C’est un projet dangereux pour la stabilité et la paix dans notre pays. Parce que son but ultime est de permettre au président Alpha d’avoir un mandat à vie. Nous nous pensons que cela est inacceptable. Ce n’est dans l’intérêt ni d’Alpha Condé ni de la Guinée.

Il faut rappeler qu’en dépit du fait qu’Alpha Condé soit un adversaire politique à nous, nous avons beaucoup de respect pour son parcours politique. Il est une grande figure politique de notre continent. Il doit refuser de trahir 40 années de lutte politique en empruntant des raccourcis qui lui conduiront vers une sortie regrettable.

A ce stade-ci, ce sont ces conseils tirés de nos convictions profondes que nous faisons au président de la République.

Quel est votre position par rapport aux divergences autour du choix d’un opérateur pour la révision du fichier électoral ?

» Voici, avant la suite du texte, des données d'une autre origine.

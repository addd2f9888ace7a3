//! Backend schema declarations for the site's components and content types.
//!
//! These mirror the `schema.json` files Strapi keeps for each component and
//! content type. They are consumed here to validate populate trees (every
//! populated key must be a relational attribute of its target) and can be
//! emitted back out in Strapi's own layout.

mod components;
mod content_types;
mod validate;

pub use components::{BLOCK_COMPONENTS, COMPONENTS};
pub use content_types::CONTENT_TYPES;
pub use validate::{validate, SchemaViolation, ViolationKind};

use serde_json::{json, Map, Value};

/// Relation cardinality between content types.
#[derive(Debug, Clone, Copy, PartialEq, Eq)]
pub enum RelationKind {
    OneToOne,
    OneToMany,
    ManyToOne,
    ManyToMany,
}

impl RelationKind {
    pub fn as_str(&self) -> &'static str {
        match self {
            RelationKind::OneToOne => "oneToOne",
            RelationKind::OneToMany => "oneToMany",
            RelationKind::ManyToOne => "manyToOne",
            RelationKind::ManyToMany => "manyToMany",
        }
    }
}

/// One attribute of a component or content type.
#[derive(Debug, Clone, PartialEq)]
pub enum Attribute {
    String,
    Text,
    RichText,
    Uid {
        target_field: &'static str,
    },
    Boolean {
        default: Option<bool>,
    },
    Enumeration {
        values: &'static [&'static str],
    },
    Media {
        multiple: bool,
        allowed_types: &'static [&'static str],
    },
    Component {
        component: &'static str,
        repeatable: bool,
    },
    DynamicZone {
        components: &'static [&'static str],
    },
    Relation {
        relation: RelationKind,
        target: &'static str,
    },
}

impl Attribute {
    /// Scalars are always returned; everything else must be populated.
    pub fn is_scalar(&self) -> bool {
        matches!(
            self,
            Attribute::String
                | Attribute::Text
                | Attribute::RichText
                | Attribute::Uid { .. }
                | Attribute::Boolean { .. }
                | Attribute::Enumeration { .. }
        )
    }

    pub fn to_json(&self) -> Value {
        match self {
            Attribute::String => json!({ "type": "string" }),
            Attribute::Text => json!({ "type": "text" }),
            Attribute::RichText => json!({ "type": "richtext" }),
            Attribute::Uid { target_field } => {
                json!({ "type": "uid", "targetField": target_field })
            }
            Attribute::Boolean { default: Some(d) } => json!({ "type": "boolean", "default": d }),
            Attribute::Boolean { default: None } => json!({ "type": "boolean" }),
            Attribute::Enumeration { values } => json!({ "type": "enumeration", "enum": values }),
            Attribute::Media {
                multiple,
                allowed_types,
            } => json!({
                "type": "media",
                "multiple": multiple,
                "required": false,
                "allowedTypes": allowed_types,
            }),
            Attribute::Component {
                component,
                repeatable,
            } => json!({
                "type": "component",
                "repeatable": repeatable,
                "component": component,
            }),
            Attribute::DynamicZone { components } => {
                json!({ "type": "dynamiczone", "components": components })
            }
            Attribute::Relation { relation, target } => json!({
                "type": "relation",
                "relation": relation.as_str(),
                "target": target,
            }),
        }
    }
}

fn attributes_to_json(attributes: &[(&'static str, Attribute)]) -> Value {
    let mut map = Map::new();
    for (name, attribute) in attributes {
        map.insert((*name).to_string(), attribute.to_json());
    }
    Value::Object(map)
}

/// A reusable component (`<category>.<name>`).
#[derive(Debug, Clone, PartialEq)]
pub struct ComponentSchema {
    pub uid: &'static str,
    pub collection_name: &'static str,
    pub display_name: &'static str,
    pub description: &'static str,
    pub attributes: &'static [(&'static str, Attribute)],
}

impl ComponentSchema {
    pub fn attribute(&self, name: &str) -> Option<&'static Attribute> {
        find_attribute(self.attributes, name)
    }

    /// The component's `schema.json` as Strapi writes it.
    pub fn to_json(&self) -> Value {
        json!({
            "collectionName": self.collection_name,
            "info": {
                "displayName": self.display_name,
                "description": self.description,
            },
            "options": {},
            "attributes": attributes_to_json(self.attributes),
        })
    }
}

#[derive(Debug, Clone, Copy, PartialEq, Eq)]
pub enum ContentKind {
    Single,
    Collection,
}

impl ContentKind {
    pub fn as_str(&self) -> &'static str {
        match self {
            ContentKind::Single => "singleType",
            ContentKind::Collection => "collectionType",
        }
    }
}

/// A content type (`api::<name>.<name>`).
#[derive(Debug, Clone, PartialEq)]
pub struct ContentTypeSchema {
    pub uid: &'static str,
    pub kind: ContentKind,
    pub collection_name: &'static str,
    pub singular_name: &'static str,
    pub plural_name: &'static str,
    pub display_name: &'static str,
    pub draft_and_publish: bool,
    pub attributes: &'static [(&'static str, Attribute)],
}

impl ContentTypeSchema {
    pub fn attribute(&self, name: &str) -> Option<&'static Attribute> {
        find_attribute(self.attributes, name)
    }

    /// The REST route segment: singular for single types, plural otherwise.
    pub fn route(&self) -> &'static str {
        match self.kind {
            ContentKind::Single => self.singular_name,
            ContentKind::Collection => self.plural_name,
        }
    }

    pub fn to_json(&self) -> Value {
        json!({
            "kind": self.kind.as_str(),
            "collectionName": self.collection_name,
            "info": {
                "singularName": self.singular_name,
                "pluralName": self.plural_name,
                "displayName": self.display_name,
            },
            "options": { "draftAndPublish": self.draft_and_publish },
            "attributes": attributes_to_json(self.attributes),
        })
    }
}

fn find_attribute(
    attributes: &'static [(&'static str, Attribute)],
    name: &str,
) -> Option<&'static Attribute> {
    attributes
        .iter()
        .find(|(attr_name, _)| *attr_name == name)
        .map(|(_, attribute)| attribute)
}

/// Either kind of schema, for code that walks attributes.
#[derive(Debug, Clone, Copy)]
pub enum SchemaRef {
    Component(&'static ComponentSchema),
    ContentType(&'static ContentTypeSchema),
}

impl SchemaRef {
    pub fn uid(&self) -> &'static str {
        match self {
            SchemaRef::Component(c) => c.uid,
            SchemaRef::ContentType(c) => c.uid,
        }
    }

    pub fn attributes(&self) -> &'static [(&'static str, Attribute)] {
        match self {
            SchemaRef::Component(c) => c.attributes,
            SchemaRef::ContentType(c) => c.attributes,
        }
    }

    pub fn attribute(&self, name: &str) -> Option<&'static Attribute> {
        find_attribute(self.attributes(), name)
    }
}

/// Looks up a component by uid, e.g. `blocks.hero`.
pub fn component(uid: &str) -> Option<&'static ComponentSchema> {
    COMPONENTS.iter().find(|c| c.uid == uid)
}

/// Looks up a content type by uid (`api::article.article`) or singular name.
pub fn content_type(name: &str) -> Option<&'static ContentTypeSchema> {
    CONTENT_TYPES
        .iter()
        .find(|c| c.uid == name || c.singular_name == name)
}

#[cfg(test)]
mod tests {
    use super::*;
    use crate::model::ComponentType;
    use pretty_assertions::assert_eq;

    #[test]
    fn test_block_components_match_component_types() {
        let tags: Vec<&str> = ComponentType::ALL.iter().map(|t| t.as_str()).collect();
        let mut declared = BLOCK_COMPONENTS.to_vec();
        let mut expected = tags.clone();
        declared.sort_unstable();
        expected.sort_unstable();
        assert_eq!(declared, expected);

        for tag in tags {
            assert!(component(tag).is_some(), "no schema for {}", tag);
        }
    }

    #[test]
    fn test_component_schema_json() {
        let hero = component("blocks.hero").unwrap();
        let value = hero.to_json();
        assert_eq!(value["collectionName"], "components_blocks_heroes");
        assert_eq!(value["info"]["displayName"], "Hero");
        assert_eq!(
            value["attributes"]["links"],
            json!({ "type": "component", "repeatable": true, "component": "shared.link" })
        );
        assert_eq!(value["attributes"]["image"]["allowedTypes"], json!(["images"]));
    }

    #[test]
    fn test_link_enumeration_and_defaults() {
        let link = component("shared.link").unwrap();
        assert_eq!(
            link.attribute("type"),
            Some(&Attribute::Enumeration {
                values: &["PRIMARY", "SECONDARY"]
            })
        );
        assert_eq!(
            link.attribute("isExternal"),
            Some(&Attribute::Boolean {
                default: Some(false)
            })
        );
    }

    #[test]
    fn test_content_type_lookup_and_routes() {
        let article = content_type("article").unwrap();
        assert_eq!(article.uid, "api::article.article");
        assert_eq!(article.route(), "articles");
        assert_eq!(content_type("api::global.global").unwrap().route(), "global");
        assert!(content_type("comment").is_none());
        assert_eq!(article.to_json()["kind"], "collectionType");
    }

    #[test]
    fn test_every_reference_resolves() {
        let all_attributes = COMPONENTS
            .iter()
            .flat_map(|c| c.attributes.iter())
            .chain(CONTENT_TYPES.iter().flat_map(|c| c.attributes.iter()));
        for (name, attribute) in all_attributes {
            match attribute {
                Attribute::Component { component: uid, .. } => {
                    assert!(component(uid).is_some(), "{} -> {}", name, uid)
                }
                Attribute::DynamicZone { components } => {
                    for uid in *components {
                        assert!(component(uid).is_some(), "{} -> {}", name, uid);
                    }
                }
                Attribute::Relation { target, .. } => {
                    assert!(content_type(target).is_some(), "{} -> {}", name, target)
                }
                _ => {}
            }
        }
    }
}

En fait il faut savoir que la CENI a déjà procédé au recrutement d’un opérateur international chargé de fournir le logiciel qui est Inovatrix

Le débat qui est posé et qui divise la classe politique est de savoir pour les opérations terrain proprement dites faut-il recruter un autre opérateur international ou opter pour un national. Il y a une troisième voie qui est exprimée et qui consiste à dire pourquoi la CENI elle-même ne conduirait pas ces opérations directement.

Notre position de principe est que la CENI ne doit rien faire qui soit contraire à la volonté unanime de l’ensemble de la classe politique.

Son rôle et sa mission ultime étant d’être en capacité de pouvoir drainer l’ensemble des acteurs majeurs du processus.

Ceci dit, la troisième option qui consiste à dire que la Ceni devra elle-même faire le travail doit être abandonnée.

Nous conseillons dans le cadre du processus de construction de la confiance entre l’organe de gestion et les acteurs de privilégier le choix d’un opérateur d’accompagnement international. Les multinationales ont une certaine réputation à protéger et peuvent en raison des engagements internationaux pris sur les codes éthique et déontologiques être imperméables à la fois aux manipulations et à la pression.